Your true feelings for each coworker will become readily apparent based on who gets an invitation and who doesn’t.
It’s a hierachy. Not being included is not a problem for those whom regard you equally and have no expectation. However it’s quite a different story for a coworker who mistakingly believed you regarded them “higher” than you do. It’s a rejection. People understand expense however they will still struggle with the fact that you invited “Sue” in the other room, but not them. Will they move on and eventually get over it? Sure but it will affect their feelings for you/future interactions.

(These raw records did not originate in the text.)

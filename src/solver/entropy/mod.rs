//! Information-theoretic guess scoring
//!
//! A guess splits the candidates into feedback classes; the Shannon entropy
//! of that split is the expected number of bits the guess reveals.

mod calculator;
mod selector;

pub use calculator::{GuessMetrics, calculate_entropy, calculate_metrics, shannon_entropy};
pub use selector::select_best_guess;
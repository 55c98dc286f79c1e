//! Running score across rounds
//!
//! The codemaker scores one point for every guess the codebreaker made plus
//! one for the round itself, whether or not the code was broken.

use crate::solver::Outcome;
use std::fmt;

/// Which side the human plays in a round
#[derive(Debug, Clone, Copy, PartialEq, Eq)]
pub enum Role {
    /// The human breaks a computer-generated code
    Guesser,
    /// The human picks (or scores) the code the computer breaks
    Selector,
}

impl Role {
    /// Parse the answer to the role prompt: `s` selects, anything else guesses
    #[must_use]
    pub fn from_answer(answer: &str) -> Self {
        if answer.trim().eq_ignore_ascii_case("s") {
            Self::Selector
        } else {
            Self::Guesser
        }
    }
}

/// Player and computer points
#[derive(Debug, Clone, Copy, Default, PartialEq, Eq)]
pub struct Scoreboard {
    player: usize,
    computer: usize,
    rounds: usize,
}

impl Scoreboard {
    #[must_use]
    pub const fn new() -> Self {
        Self {
            player: 0,
            computer: 0,
            rounds: 0,
        }
    }

    #[must_use]
    pub const fn player(&self) -> usize {
        self.player
    }

    #[must_use]
    pub const fn computer(&self) -> usize {
        self.computer
    }

    #[must_use]
    pub const fn rounds(&self) -> usize {
        self.rounds
    }

    /// Points the codemaker earns for a finished round
    #[must_use]
    pub const fn points_for(outcome: Outcome) -> usize {
        outcome.guesses() + 1
    }

    /// Credit the codemaker of a round the human played as `role`
    ///
    /// # Examples
    /// ```
    /// use mastermind_solver::game::{Role, Scoreboard};
    /// use mastermind_solver::solver::Outcome;
    ///
    /// let mut score = Scoreboard::new();
    /// score.record(Role::Guesser, Outcome::Won { guesses: 4 });
    /// score.record(Role::Selector, Outcome::Exhausted { guesses: 10 });
    ///
    /// assert_eq!(score.computer(), 5);
    /// assert_eq!(score.player(), 11);
    /// ```
    pub fn record(&mut self, role: Role, outcome: Outcome) {
        let points = Self::points_for(outcome);
        match role {
            Role::Guesser => self.computer += points,
            Role::Selector => self.player += points,
        }
        self.rounds += 1;
    }
}

impl fmt::Display for Scoreboard {
    fn fmt(&self, f: &mut fmt::Formatter<'_>) -> fmt::Result {
        write!(f, "Player: {} to Computer: {}", self.player, self.computer)
    }
}

#[cfg(test)]
mod tests {
    use super::*;

    #[test]
    fn role_from_answer() {
        assert_eq!(Role::from_answer("s"), Role::Selector);
        assert_eq!(Role::from_answer(" S\n"), Role::Selector);
        assert_eq!(Role::from_answer(""), Role::Guesser);
        assert_eq!(Role::from_answer("selector"), Role::Guesser);
    }

    #[test]
    fn every_round_scores_guesses_plus_one() {
        assert_eq!(Scoreboard::points_for(Outcome::Won { guesses: 1 }), 2);
        assert_eq!(Scoreboard::points_for(Outcome::Won { guesses: 10 }), 11);
        assert_eq!(Scoreboard::points_for(Outcome::Exhausted { guesses: 10 }), 11);
    }

    #[test]
    fn computer_broken_in_four_gives_five() {
        let mut score = Scoreboard::new();
        score.record(Role::Guesser, Outcome::Won { guesses: 4 });

        assert_eq!(score.computer(), 5);
        assert_eq!(score.player(), 0);
    }

    #[test]
    fn points_accumulate_across_rounds() {
        let mut score = Scoreboard::new();
        score.record(Role::Guesser, Outcome::Won { guesses: 3 });
        score.record(Role::Guesser, Outcome::Won { guesses: 5 });
        score.record(Role::Selector, Outcome::Won { guesses: 6 });

        assert_eq!(score.computer(), 10);
        assert_eq!(score.player(), 7);
        assert_eq!(score.rounds(), 3);
        assert_eq!(score.to_string(), "Player: 7 to Computer: 10");
    }
}
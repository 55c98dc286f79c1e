//! Terminal output
//!
//! Colored code and peg rendering plus result printers for the batch commands.

pub mod display;
pub mod formatters;

pub use display::{print_analysis_result, print_benchmark_result, print_solve_result};
pub use formatters::{colorize_code, colorize_feedback};
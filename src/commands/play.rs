//! Human guesser round and the session loop
//!
//! The computer picks a random secret and the human breaks it; the session
//! alternates rounds, keeping score until the human quits.

use super::console::{Console, ConsoleError};
use super::select::{SelectorOptions, run_selector_round};
use crate::core::{Code, Feedback, Rules};
use crate::game::{Board, Role, Scoreboard};
use crate::solver::{Outcome, Solver, Strategy};
use colored::Colorize;
use rand::Rng;
use std::io::{BufRead, Write};

/// How one round ended, from the codebreaker's side
#[derive(Debug, Clone, PartialEq, Eq)]
pub struct RoundReport {
    /// Side the human played
    pub role: Role,
    /// The secret, when it is known to the program
    pub secret: Option<Code>,
    pub outcome: Outcome,
}

/// Print the palette and the peg legend
pub(crate) fn help_message<R: BufRead, W: Write>(
    console: &mut Console<R, W>,
    rules: &Rules,
) -> Result<(), ConsoleError> {
    console.say(format!("Pins: {}", rules.palette()))?;
    console.say("Results: B - A pin is the right color and in the right spot. W - Pin is the right color but in the wrong spot.")
}

/// Play one round with the human as codebreaker
///
/// Guesses are case-insensitive; `help` prints the palette and invalid input
/// is re-prompted without costing a guess.
///
/// # Errors
/// Returns `ConsoleError` if the terminal fails or input closes mid-round.
pub fn run_guesser_round<R, W, G>(
    console: &mut Console<R, W>,
    rules: &Rules,
    rng: &mut G,
) -> Result<RoundReport, ConsoleError>
where
    R: BufRead,
    W: Write,
    G: Rng + ?Sized,
{
    let secret = rules.random_code(rng);
    let mut board = Board::new();
    let prompt = format!(
        "\nGuess a {} length code (type 'help' for options)",
        rules.code_length()
    );

    for turn in 1..=rules.max_guesses() {
        let guess = loop {
            let input = console.prompt(&prompt)?;
            if input.eq_ignore_ascii_case("help") {
                help_message(console, rules)?;
                continue;
            }
            match rules.parse_code(&input) {
                Ok(code) => break code,
                Err(e) => console.say(format!("Invalid input: {e}").red())?,
            }
        };

        let feedback = Feedback::evaluate(&secret, &guess);
        if feedback.is_solved(rules.code_length()) {
            let noun = if turn == 1 { "guess" } else { "guesses" };
            console.say(format!("You win in {turn} {noun}.").green().bold())?;
            return Ok(RoundReport {
                role: Role::Guesser,
                secret: Some(secret),
                outcome: Outcome::Won { guesses: turn },
            });
        }

        console.say("The code did not match.")?;
        board.record(guess, feedback);
        console.say(&board)?;
    }

    console.say("You could not guess the code in time.".red())?;
    console.say(format!("The code was {secret}."))?;
    Ok(RoundReport {
        role: Role::Guesser,
        secret: Some(secret),
        outcome: Outcome::Exhausted {
            guesses: rules.max_guesses(),
        },
    })
}

/// Keep playing rounds until the human declines another
///
/// Closed input ends the session quietly; the final score is returned.
///
/// # Errors
/// Returns `ConsoleError` for terminal failures or a solver fault.
pub fn run_session<R, W, S, G>(
    console: &mut Console<R, W>,
    solver: &mut Solver<S>,
    rng: &mut G,
    options: &SelectorOptions,
) -> Result<Scoreboard, ConsoleError>
where
    R: BufRead,
    W: Write,
    S: Strategy,
    G: Rng + ?Sized,
{
    let mut scoreboard = Scoreboard::new();

    match play_rounds(console, solver, rng, options, &mut scoreboard) {
        Ok(()) | Err(ConsoleError::Closed) => Ok(scoreboard),
        Err(e) => Err(e),
    }
}

fn play_rounds<R, W, S, G>(
    console: &mut Console<R, W>,
    solver: &mut Solver<S>,
    rng: &mut G,
    options: &SelectorOptions,
    scoreboard: &mut Scoreboard,
) -> Result<(), ConsoleError>
where
    R: BufRead,
    W: Write,
    S: Strategy,
    G: Rng + ?Sized,
{
    loop {
        console.say("MASTERMIND".bright_cyan().bold())?;
        console.say("----------")?;
        let answer = console.prompt("Play as the guesser or selector (s for selector)")?;

        let report = match Role::from_answer(&answer) {
            Role::Guesser => run_guesser_round(console, solver.rules(), rng)?,
            Role::Selector => run_selector_round(console, solver, options)?,
        };
        scoreboard.record(report.role, report.outcome);

        console.say(format!("\nScore is {scoreboard}"))?;
        let again = console.prompt("\nPlay again? (n to quit)")?;
        if again.eq_ignore_ascii_case("n") {
            return Ok(());
        }
    }
}
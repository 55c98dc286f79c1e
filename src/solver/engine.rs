//! Main Mastermind solver interface
//!
//! The solver owns one round's candidate set and walks it through
//! `Initialized -> Guessing -> (Won | Exhausted)`.

use super::error::SolverError;
use super::filter::filter;
use super::space::CandidateSet;
use super::strategy::Strategy;
use crate::core::{Code, Feedback, Palette, Rules};

/// Where a round currently stands
#[derive(Debug, Clone, Copy, PartialEq, Eq)]
pub enum SolverState {
    /// Full candidate space, no guesses yet
    Initialized,
    /// At least one guess scored, code not yet broken
    Guessing,
    /// The last feedback was all exact pegs
    Won,
    /// The guess budget ran out without breaking the code
    Exhausted,
}

impl SolverState {
    /// Whether the round is over and takes no more guesses
    #[must_use]
    pub const fn is_terminal(self) -> bool {
        matches!(self, Self::Won | Self::Exhausted)
    }
}

/// How a finished round ended
#[derive(Debug, Clone, Copy, PartialEq, Eq)]
pub enum Outcome {
    Won { guesses: usize },
    Exhausted { guesses: usize },
}

impl Outcome {
    #[must_use]
    pub const fn guesses(self) -> usize {
        match self {
            Self::Won { guesses } | Self::Exhausted { guesses } => guesses,
        }
    }

    #[must_use]
    pub const fn is_won(self) -> bool {
        matches!(self, Self::Won { .. })
    }
}

/// Main Mastermind solver
///
/// Coordinates one round using a given strategy. Feedback may come from a
/// known secret ([`Solver::play`]) or from a human scoring each guess
/// ([`Solver::next_guess`] + [`Solver::record_feedback`]).
pub struct Solver<S: Strategy> {
    rules: Rules,
    strategy: S,
    // Full space, kept only for strategies that guess outside the candidates
    guess_pool: Option<CandidateSet>,
    candidates: CandidateSet,
    history: Vec<(Code, Feedback)>,
    state: SolverState,
}

impl<S: Strategy> Solver<S> {
    /// Create a new solver for `rules`, enumerating the full candidate space
    #[must_use]
    pub fn new(rules: Rules, strategy: S) -> Self {
        let candidates = CandidateSet::full(&rules);
        let guess_pool = strategy.guesses_outside_candidates().then(|| candidates.clone());
        Self {
            rules,
            strategy,
            guess_pool,
            candidates,
            history: Vec::new(),
            state: SolverState::Initialized,
        }
    }

    /// Create a solver straight from its configuration values
    ///
    /// # Errors
    /// Returns `SolverError::Configuration` if `code_length` or `max_guesses`
    /// is zero, the palette is empty, or the space is too large.
    ///
    /// # Examples
    /// ```
    /// use mastermind_solver::core::Palette;
    /// use mastermind_solver::solver::{FirstCandidateStrategy, Solver};
    ///
    /// let solver = Solver::with_config(Palette::standard(), 4, 10, FirstCandidateStrategy).unwrap();
    /// assert_eq!(solver.candidates().len(), 1296);
    ///
    /// assert!(Solver::with_config(Palette::standard(), 4, 0, FirstCandidateStrategy).is_err());
    /// ```
    pub fn with_config(
        palette: Palette,
        code_length: usize,
        max_guesses: usize,
        strategy: S,
    ) -> Result<Self, SolverError> {
        let rules = Rules::new(palette, code_length, max_guesses)?;
        Ok(Self::new(rules, strategy))
    }

    #[inline]
    #[must_use]
    pub const fn rules(&self) -> &Rules {
        &self.rules
    }

    /// Name of the active guess selection strategy
    #[must_use]
    pub fn strategy_name(&self) -> &'static str {
        self.strategy.name()
    }

    #[inline]
    #[must_use]
    pub const fn state(&self) -> SolverState {
        self.state
    }

    #[inline]
    #[must_use]
    pub fn is_solved(&self) -> bool {
        self.state == SolverState::Won
    }

    /// The round's result, once it has ended
    #[must_use]
    pub fn outcome(&self) -> Option<Outcome> {
        if !self.state.is_terminal() {
            return None;
        }

        let guesses = self.guesses_made();
        Some(if self.state == SolverState::Won {
            Outcome::Won { guesses }
        } else {
            Outcome::Exhausted { guesses }
        })
    }

    /// Codes still consistent with every recorded feedback
    #[inline]
    #[must_use]
    pub const fn candidates(&self) -> &CandidateSet {
        &self.candidates
    }

    /// Recorded `(guess, feedback)` pairs, oldest first
    #[inline]
    #[must_use]
    pub fn history(&self) -> &[(Code, Feedback)] {
        &self.history
    }

    #[inline]
    #[must_use]
    pub fn guesses_made(&self) -> usize {
        self.history.len()
    }

    #[must_use]
    pub fn remaining_guesses(&self) -> usize {
        self.rules.max_guesses().saturating_sub(self.guesses_made())
    }

    /// Start a new round with the same rules and strategy
    pub fn reset(&mut self) {
        self.candidates = match &self.guess_pool {
            Some(pool) => pool.clone(),
            None => CandidateSet::full(&self.rules),
        };
        self.history.clear();
        self.state = SolverState::Initialized;
    }

    /// Choose the next guess from the current candidates
    ///
    /// The guess is not counted until its feedback is recorded, so asking
    /// twice without feedback does not burn budget.
    ///
    /// # Errors
    /// Returns `SolverError::Exhausted` once the budget is spent and
    /// `SolverError::AlreadySolved` after the code was broken.
    pub fn next_guess(&mut self) -> Result<Code, SolverError> {
        self.ensure_playable()?;

        let candidates = self.candidates.as_slice();
        if candidates.len() == 1 {
            return Ok(candidates[0].clone());
        }

        let pool = self.guess_pool.as_ref().map_or(candidates, CandidateSet::as_slice);

        // Never empty here: record_feedback refuses to commit an empty set
        let guess = self
            .strategy
            .select_guess(pool, candidates)
            .unwrap_or(&candidates[0]);

        Ok(guess.clone())
    }

    /// Record the feedback one guess received and shrink the candidates
    ///
    /// Returns the number of candidates left. On error nothing changes, so a
    /// human can re-enter mistyped feedback.
    ///
    /// # Errors
    /// - `SolverError::WrongLength` if the guess does not fit the rules
    /// - `SolverError::InconsistentFeedback` if no candidate survives
    /// - `SolverError::Exhausted` / `SolverError::AlreadySolved` after the round ended
    pub fn record_feedback(&mut self, guess: &Code, feedback: Feedback) -> Result<usize, SolverError> {
        self.ensure_playable()?;
        self.ensure_length(guess)?;

        let remaining = filter(&self.candidates, guess, feedback);
        if remaining.is_empty() {
            return Err(SolverError::InconsistentFeedback {
                guess: guess.clone(),
                feedback,
            });
        }

        self.candidates = remaining;
        self.history.push((guess.clone(), feedback));

        self.state = if feedback.is_solved(self.rules.code_length()) {
            SolverState::Won
        } else if self.guesses_made() >= self.rules.max_guesses() {
            SolverState::Exhausted
        } else {
            SolverState::Guessing
        };

        Ok(self.candidates.len())
    }

    /// Play the rest of the round against a known secret
    ///
    /// # Errors
    /// Returns `SolverError::WrongLength` for a secret of the wrong length,
    /// `SolverError::InconsistentFeedback` if the secret is outside the
    /// candidate space, or any error of [`Solver::next_guess`].
    ///
    /// # Examples
    /// ```
    /// use mastermind_solver::core::{Palette, Rules};
    /// use mastermind_solver::solver::{RandomStrategy, Solver};
    ///
    /// // A budget as large as the space guarantees a win
    /// let rules = Rules::new(Palette::standard(), 4, 1296).unwrap();
    /// let secret = rules.parse_code("RBYG").unwrap();
    ///
    /// let mut solver = Solver::new(rules, RandomStrategy::seeded(7));
    /// let outcome = solver.play(&secret).unwrap();
    /// assert!(outcome.is_won());
    /// assert_eq!(solver.history().last().unwrap().0, secret);
    /// ```
    pub fn play(&mut self, secret: &Code) -> Result<Outcome, SolverError> {
        self.ensure_length(secret)?;

        loop {
            let guess = self.next_guess()?;
            let feedback = Feedback::evaluate(secret, &guess);
            self.record_feedback(&guess, feedback)?;

            if let Some(outcome) = self.outcome() {
                return Ok(outcome);
            }
        }
    }

    fn ensure_playable(&self) -> Result<(), SolverError> {
        if !self.state.is_terminal() {
            return Ok(());
        }

        if self.state == SolverState::Won {
            Err(SolverError::AlreadySolved {
                guesses: self.guesses_made(),
            })
        } else {
            Err(SolverError::Exhausted {
                max_guesses: self.rules.max_guesses(),
            })
        }
    }

    fn ensure_length(&self, code: &Code) -> Result<(), SolverError> {
        if code.len() == self.rules.code_length() {
            Ok(())
        } else {
            Err(SolverError::WrongLength {
                code: code.clone(),
                expected: self.rules.code_length(),
            })
        }
    }
}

Have you considered posting a wedding notice on the bulletin board a few days before the wedding? Most people won’t go and will prevent hurt feelings.
Post # 34
@SoontobeMrsAM: I work in a office of 26 people, all of which I’ve know for the past 6 years. I am only inviting 3 co-workers who I see outside of the office.
Post # 35
Well I did have most of my coworkers on the guest list, but I just got switched to a new store, so now I’m back at square one.
Post # 36
I work with 6 people and 2 bosses and Fiance works with 1 person and 1 boss. we are inviting all of them plus SOs but no children. In my office, 5 of us have worked together for over 6 years. Three others just joined our office 6 months ago and I feel obligated to invite them because it might cause some division and awkwardness in the office, so we are.
Post # 37
We decided on a rule of “If we spend time with them outside of work, they’re invited” which helped us decide who to invite. My husband and I work for the same organisation and we both organise a lot of social activities outside of work, so basically the regular people that came to those events got an invite. Anyone that chose not to come to those events didn’t seem to have any major interest in spending time outside of work with people anyway, so we didn’t really feel the need to invite them to the wedding!
Post # 38
I’m inviting one coworkers but that’s only because he was my friend before he started working for the same company.
Post # 39
We invited the people we talk to/hang out with a lot, and see outside of work too. As far as I know, there weren’t any real hurt feelings.. It’s pretty laid back where I work, and there’s so many people that I think anyone here would’ve thought it ridiculous to invite everyone.
Post # 40
I have a former co-worker as a bridesmaid and I am inviting 2 or 3 other former co-workers. My job is weird because I go around to different offices and so do they. We don’t really see or speak to each other. The other is a former co-worker fo my current job… Even if I was still at that job, I would not invite this one heifer because she did not invite me to her baby shower… She was hiding her pregnancy even though the majority of us knew about it… She is shady, so she can screw off. If i have a bridal shower she is not invited to that either, but the other girls I can’t invite to the wedding will be..
Post # 41
I am only inviting one coworker from my building. We are both elementary teachers and are right next door to each other. I’d say we have more of a friendship than just a working relationship. I am not, however, inviting my whole team. I like them and all but we are just not close like that. I think we all know that that is apparent. Also, my wedding is during the summer so no one will be the wiser. I think it will be fine. I did struggle over the decision for a while but ultimately decided I wanted her to be part of our day.
Post # 42
I work in a large store; my department alone consists of about 100 members of staff.
I’m inviting about 10 to the evening reception; we all work the same shift in the week, and have a blast. I’ve asked them to keep it quiet though as I don’t want to offend anyone I’m not inviting.
Post # 43
I’m definitely inviting the ones I regularly spend time with outside of work. I’m undecided on my bosses.